Comencé a preparar las lentejas según la receta que siempre uso, a saber: sofrito de ajo, cebolla, tomate, zanahoria, chorizos, morcilla, arroz. Lo último que agrego a la mezcla son las lentejas (he de confesar –madre, perdóname– que las uso de bote).

Todo bien, en marcha, aunque a mí las lentejas en julio… pero Óscar quería lentejas y yo soy fácil de convencer.

Pues bien, aquel día, las legumbres tomaron el poder: nada más echarlas a la olla, comenzaron a extender patitas a razón de cuatro patitas por lenteja. Abrieron furiosas bocas y la tomaron con el chorizo.

Algunas de ellas, exhibían, cielo santo, virgen del amor hermoso, san blas protégenos, diminutas armas primitivas. (Luego supe que esos palitos que agitaban eran peligrosísimos.)

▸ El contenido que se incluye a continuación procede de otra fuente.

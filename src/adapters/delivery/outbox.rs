//! Outbox Delivery Channel - Drops each message as a JSON envelope on disk.
//!
//! An external mailer watches the outbox directory and sends whatever it
//! finds. This crate never speaks SMTP itself.

use async_trait::async_trait;
use serde::{Deserialize, Serialize};
use std::path::{Path, PathBuf};
use tokio::fs;
use tokio::io::AsyncWriteExt;

use crate::domain::foundation::{DeliveryId, EmailAddress, Timestamp};
use crate::ports::{DeliveryChannel, DeliveryError, DeliveryMessage, DeliveryReceipt};

/// On-disk form of one queued message.
#[derive(Debug, Clone, PartialEq, Eq, Serialize, Deserialize)]
pub struct OutboxEnvelope {
    pub delivery_id: DeliveryId,
    pub from: Option<EmailAddress>,
    pub to: EmailAddress,
    pub subject: String,
    pub body: String,
    pub attachment: OutboxAttachment,
    pub created_at: Timestamp,
}

#[derive(Debug, Clone, PartialEq, Eq, Serialize, Deserialize)]
pub struct OutboxAttachment {
    pub file_name: String,
    pub content_type: String,
    pub content: String,
}

/// Writes `{outbox_dir}/{delivery_id}.json` per message.
///
/// Envelopes are written to `{delivery_id}.json.tmp` first and renamed, so a
/// watcher never sees a half-written file.
#[derive(Debug, Clone)]
pub struct OutboxDeliveryChannel {
    outbox_dir: PathBuf,
    from: Option<EmailAddress>,
}

impl OutboxDeliveryChannel {
    pub fn new(outbox_dir: impl Into<PathBuf>) -> Self {
        Self {
            outbox_dir: outbox_dir.into(),
            from: None,
        }
    }

    /// Sets the sender address written into every envelope.
    pub fn with_sender(mut self, from: EmailAddress) -> Self {
        self.from = Some(from);
        self
    }

    pub fn outbox_dir(&self) -> &Path {
        &self.outbox_dir
    }

    fn envelope_path(&self, delivery_id: DeliveryId) -> PathBuf {
        self.outbox_dir.join(format!("{}.json", delivery_id))
    }

    fn temp_path(&self, delivery_id: DeliveryId) -> PathBuf {
        self.outbox_dir.join(format!("{}.json.tmp", delivery_id))
    }

    fn envelope(
        &self,
        delivery_id: DeliveryId,
        message: DeliveryMessage,
    ) -> Result<OutboxEnvelope, DeliveryError> {
        let content = String::from_utf8(message.attachment.content).map_err(|_| {
            DeliveryError::rejected(format!(
                "attachment {} is not valid UTF-8 text",
                message.attachment.file_name
            ))
        })?;

        Ok(OutboxEnvelope {
            delivery_id,
            from: self.from.clone(),
            to: message.recipient,
            subject: message.subject,
            body: message.body,
            attachment: OutboxAttachment {
                file_name: message.attachment.file_name,
                content_type: "text/csv".to_string(),
                content,
            },
            created_at: Timestamp::now(),
        })
    }

    async fn write_atomically(
        &self,
        delivery_id: DeliveryId,
        json: &[u8],
    ) -> Result<(), DeliveryError> {
        let temp_path = self.temp_path(delivery_id);
        let final_path = self.envelope_path(delivery_id);

        let mut file = fs::File::create(&temp_path).await?;
        file.write_all(json).await?;
        file.sync_all().await?;
        drop(file);

        fs::rename(&temp_path, &final_path).await.map_err(|e| {
            DeliveryError::io(format!(
                "Failed to rename {} to {}: {}",
                temp_path.display(),
                final_path.display(),
                e
            ))
        })
    }

    async fn write_envelope(&self, envelope: &OutboxEnvelope) -> Result<PathBuf, DeliveryError> {
        let json = serde_json::to_vec_pretty(envelope)
            .map_err(|e| DeliveryError::io(format!("Failed to encode envelope: {}", e)))?;

        fs::create_dir_all(&self.outbox_dir).await.map_err(|e| {
            DeliveryError::io(format!(
                "Failed to create outbox {}: {}",
                self.outbox_dir.display(),
                e
            ))
        })?;

        let final_path = self.envelope_path(envelope.delivery_id);
        if let Err(err) = self.write_atomically(envelope.delivery_id, &json).await {
            // best effort; the temp file may not exist
            let _ = fs::remove_file(self.temp_path(envelope.delivery_id)).await;
            return Err(err);
        }

        Ok(final_path)
    }
}

#[async_trait]
impl DeliveryChannel for OutboxDeliveryChannel {
    async fn deliver(&self, message: DeliveryMessage) -> Result<DeliveryReceipt, DeliveryError> {
        let delivery_id = DeliveryId::new();
        let envelope = self.envelope(delivery_id, message)?;
        let path = self.write_envelope(&envelope).await?;

        tracing::info!(
            delivery_id = %delivery_id,
            recipient = %envelope.to,
            path = %path.display(),
            "Queued result delivery"
        );

        Ok(DeliveryReceipt {
            delivery_id,
            recipient: envelope.to,
            accepted_at: envelope.created_at,
            location: Some(path),
        })
    }
}
//! A selectable list whose items can be reordered by dragging, with an
//! insertion-line indicator drawn between rows while the drag is in flight.

mod element;
mod list;

pub use list::{
    Reorder, ReorderList, ReorderListItem, ReorderListRowState, ReorderListState, move_item,
    reorder_list,
};
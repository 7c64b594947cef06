use gpui::{
    App, Bounds, Element, ElementId, Entity, GlobalElementId, Hitbox, HitboxBehavior,
    InspectorElementId, IntoElement, LayoutId, MouseButton, MouseDownEvent, MouseMoveEvent,
    MouseUpEvent, Path, Pixels, Window, fill, point, size,
};
use gpui_reorder_core::indicator_shape;

use crate::list::ReorderListState;

/// Absolute-positioned overlay that paints the insertion indicator above the
/// rows and feeds raw pointer events into the drag state machine.
///
/// The native drag-and-drop mechanism starts a drag unconditionally on the
/// first qualifying move, but here both the start and the drop have to be
/// cancelable, so the gesture is tracked from plain mouse events instead.
pub(crate) struct IndicatorOverlay<T: 'static> {
    state: Entity<ReorderListState<T>>,
}

impl<T: 'static> IndicatorOverlay<T> {
    pub(crate) fn new(state: Entity<ReorderListState<T>>) -> Self {
        Self { state }
    }
}

impl<T: 'static> IntoElement for IndicatorOverlay<T> {
    type Element = Self;

    fn into_element(self) -> Self::Element {
        self
    }
}

impl<T: 'static> Element for IndicatorOverlay<T> {
    type RequestLayoutState = ();
    type PrepaintState = Hitbox;

    fn id(&self) -> Option<ElementId> {
        None
    }

    fn source_location(&self) -> Option<&'static std::panic::Location<'static>> {
        None
    }

    fn request_layout(
        &mut self,
        _global_id: Option<&GlobalElementId>,
        _inspector_id: Option<&InspectorElementId>,
        window: &mut Window,
        cx: &mut App,
    ) -> (LayoutId, Self::RequestLayoutState) {
        let mut style = gpui::Style::default();
        style.size.width = gpui::relative(1.).into();
        style.size.height = gpui::relative(1.).into();
        (window.request_layout(style, [], cx), ())
    }

    fn prepaint(
        &mut self,
        _global_id: Option<&GlobalElementId>,
        _inspector_id: Option<&InspectorElementId>,
        bounds: Bounds<Pixels>,
        _request_layout: &mut Self::RequestLayoutState,
        window: &mut Window,
        cx: &mut App,
    ) -> Self::PrepaintState {
        self.state.update(cx, |state, _| {
            state.list_bounds = bounds;
        });
        // A normal hitbox only answers hover queries; rows underneath keep
        // receiving their click events.
        window.insert_hitbox(bounds, HitboxBehavior::Normal)
    }

    fn paint(
        &mut self,
        _global_id: Option<&GlobalElementId>,
        _inspector_id: Option<&InspectorElementId>,
        _bounds: Bounds<Pixels>,
        _request_layout: &mut Self::RequestLayoutState,
        prepaint: &mut Self::PrepaintState,
        window: &mut Window,
        cx: &mut App,
    ) {
        self.paint_indicator(window, cx);

        window.on_mouse_event({
            let state = self.state.clone();
            let hitbox = prepaint.clone();
            move |event: &MouseDownEvent, phase, window, cx| {
                if !phase.bubble() || !hitbox.is_hovered(window) {
                    return;
                }
                state.update(cx, |this, cx| {
                    this.on_mouse_down(event.position, event.button, cx);
                });
            }
        });

        // Drag tracking must keep working outside the list bounds, so moves
        // and releases are not gated on the hitbox.
        window.on_mouse_event({
            let state = self.state.clone();
            move |event: &MouseMoveEvent, phase, _window, cx| {
                if !phase.bubble() {
                    return;
                }
                let left_held = event.pressed_button == Some(MouseButton::Left);
                state.update(cx, |this, cx| {
                    this.on_mouse_move(event.position, left_held, cx);
                });
            }
        });

        window.on_mouse_event({
            let state = self.state.clone();
            move |event: &MouseUpEvent, phase, _window, cx| {
                if !phase.bubble() || event.button != MouseButton::Left {
                    return;
                }
                state.update(cx, |this, cx| {
                    this.on_mouse_up(event.position, cx);
                });
            }
        });
    }
}

impl<T: 'static> IndicatorOverlay<T> {
    fn paint_indicator(&self, window: &mut Window, cx: &mut App) {
        let state = self.state.read(cx);
        if !state.controller.is_dragging() {
            return;
        }
        let Some(target) = state.controller.insertion_target() else {
            return;
        };

        let style = state.indicator_style;
        let surface = state.surface();
        let Some(shape) = indicator_shape(&surface, target, style.arrow_size) else {
            return;
        };

        let line = Bounds::new(
            point(shape.start.x, shape.start.y - style.thickness / 2.),
            size(
                shape.end.x - shape.start.x + gpui::px(1.),
                style.thickness,
            ),
        );
        window.paint_quad(fill(line, style.color));

        for triangle in [shape.start_arrow, shape.end_arrow] {
            let mut path = Path::new(triangle[0]);
            path.line_to(triangle[1]);
            path.line_to(triangle[2]);
            window.paint_path(path, style.color);
        }
    }
}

Mientras Óscar trataba de salvar algún bocado de chorizo del ataque lentejil, yo trazaba un plan.

Telefoneé a mi sobrino. En pocas palabras, le dije:

–Sobrino, ven.

Acudió a mi llamada.

Las lentejas, al ver un muchacho tan alto y guapo, saltaron de la olla y comenzaron a apilarse frente a él. Diríase –poco después lo comprobamos, de hecho– que la lenteja reina pretendiera hablar con mi sobrino cara a cara.

Habló:

–Trss kkl rrn knn.

Mi sobrino, que había pasado el verano en Irlanda, respondió, firme, sereno, valiente:

–Knn rss kln r.

Las lentejas palidecieron. Óscar intervino:

–La lunaaaaaaaa.

La montaña de lentejas se vino abajo, y cada una de ellas buscó refugio en una esquina. Como no había esquinas suficientes para todas, se dispersaron por toda la casa. Enseguida comprobamos que eran inofensivas y en pocos días nos acostumbramos a tenerlas por ahí, bailando, cantando y jugando con los gatos (insistían en enseñar a hablar a los felinos).

La casa es ahora purita felicidad. Está más limpia que nunca (las lentejas son muy escoscadas), y hace ya tres veranos que no nos pica una pulga.